🤖 AI Summary
This paper studies truthful and individually rational auction mechanism design under budget externalities—where bidders’ budgets dynamically depend on others’ allocation outcomes. To overcome the limitations of the conventional fixed-budget assumption, we propose a general modeling framework based on budget response functions. We design the first constant-factor approximation mechanism that simultaneously achieves truthfulness and individual rationality in the presence of budget externalities. Our mechanism integrates uniform-price pricing, monotone allocation rules, and purchase-cap constraints to achieve a 1/3-approximation to liquid welfare. We further prove that the optimal approximation ratio for this problem is upper-bounded by 1/2, establishing the asymptotic tightness of our result.
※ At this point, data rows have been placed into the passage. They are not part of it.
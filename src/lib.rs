//! Figma Tokens (figtok) Library
//!
//! Reads the token page of a Figma file and turns its nodes into SCSS
//! variables and mixins. Each run is compared with the previous one so that
//! tokens removed from the design are kept as deprecated instead of
//! disappearing.
//!
//! # Module Overview
//!
//! - [`figma_client`] - Figma API access and fixture source
//! - [`classify`] - Prefix-based node classification
//! - [`format`] - Name and value formatters
//! - [`tokens`] - Token set builder
//! - [`snapshot`] - Previous-run snapshot and deprecation merge
//! - [`emit`] - Stylesheet rendering and output files
//! - [`pipeline`] - The whole run, end to end
//! - [`config`] - Configuration file support
//! - [`output`] - JSON output schemas

pub mod classify;
pub mod config;
pub mod emit;
pub mod error;
pub mod figma_client;
pub mod format;
pub mod output;
pub mod pipeline;
pub mod prompt;
pub mod snapshot;
pub mod tokens;
pub mod types;

pub use classify::{classify, Category, Classified, PrefixTable};
pub use config::{Config, FontMode, NameSeparator, Prefixes};
pub use emit::{render, write_outputs, RenderOptions, WrittenFiles};
pub use error::{FigtokError, Result};
pub use figma_client::{FigmaApiClient, FigmaAuth, FigmaFileResponse, FileQuery, TreeSource};
pub use format::{format_color, format_name};
pub use output::{ErrorOutput, FigtokOutput, GenerateOutput, FIGTOK_OUTPUT_VERSION};
pub use pipeline::{generate, GenerateOutcome, ProgressFn};
pub use prompt::{Prompter, TerminalPrompter};
pub use snapshot::{load_snapshot, merge, snapshot_path, OrphanPolicy};
pub use tokens::build_tokens;
pub use types::{DesignNode, Property, Token, TokenKind, TokenValue};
The key innovation lies in the formal characterization of budget externalities and the breakthrough construction of a provably optimal truthful mechanism—resolving a fundamental challenge in budget-aware auction design.
📝 Abstract
This paper studies mechanism design for auctions with externalities on budgets, a novel setting where the budgets that bidders commit are adjusted due to the externality of the competitors' allocation outcomes-a departure from traditional auctions with fixed budgets. This setting is motivated by real-world scenarios, for example, participants may increase their budgets in response to competitors' obtained items. We initially propose a general framework with homogeneous externalities to capture the interdependence between budget updates and allocation, formalized through a budget response function that links each bidder's effective budget to the amount of items won by others. The main contribution of this paper is to propose a truthful and individual rational auction mechanism for this novel auction setting, which achieves an approximation ratio of $1/3$ with respect to the liquid welfare. This mechanism is inspired by the uniform-price auction, in which an appropriate uniform price is selected to allocate items, ensuring the monotonicity of the allocation rule while accounting for budget adjustments. Additionally, this mechanism guarantees a constant approximation ratio by setting a purchase limit. Complementing this result, we establish an upper bound: no truthful mechanism can achieve an approximation ratio better than $1/2$. This work offers a new perspective to study the impact of externalities on auctions, providing an approach to handle budget externalities in multi-agent systems.